(Stored data entries)
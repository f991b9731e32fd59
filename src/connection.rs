use bytes::BytesMut;
use tokio::io::{AsyncReadExt, AsyncWriteExt};
use tokio::net::TcpStream;
use tokio_util::codec::Decoder;
use uuid::Uuid;

use crate::codec::FrameCodec;
use crate::frame::Frame;
use crate::Result;

pub struct Connection {
    pub id: Uuid,
    stream: TcpStream,
    codec: FrameCodec,
    // Data is read from the socket into the read buffer. When a frame is parsed, the corresponding
    // data is removed from the buffer.
    buffer: BytesMut,
}

impl Connection {
    pub fn new(stream: TcpStream) -> Connection {
        Connection {
            id: Uuid::new_v4(),
            stream,
            codec: FrameCodec,
            // Allocate the buffer with 4kb of capacity.
            buffer: BytesMut::with_capacity(4096),
        }
    }

    /// Read a single frame, pulling more bytes off the socket while the
    /// buffer only holds a partial one. Frames already buffered by an earlier
    /// read are returned without touching the socket again, which is what
    /// makes pipelined requests work.
    ///
    /// Returns `None` once the peer closes the stream. Undecodable bytes left
    /// in the buffer at that point are discarded, not treated as an error.
    pub async fn read_frame(&mut self) -> Result<Option<Frame>> {
        loop {
            if let Some(frame) = self.codec.decode(&mut self.buffer)? {
                return Ok(Some(frame));
            }

            if self.stream.read_buf(&mut self.buffer).await? == 0 {
                return Ok(None);
            }
        }
    }

    pub async fn write_frame(&mut self, frame: &Frame) -> Result<()> {
        self.stream.write_all(&frame.serialize()).await?;
        Ok(())
    }
}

Brief
Copy every line from the records above that contains the word "BytesMut".

Problem solution
use bytes::BytesMut;
    buffer: BytesMut,
            buffer: BytesMut::with_capacity(4096),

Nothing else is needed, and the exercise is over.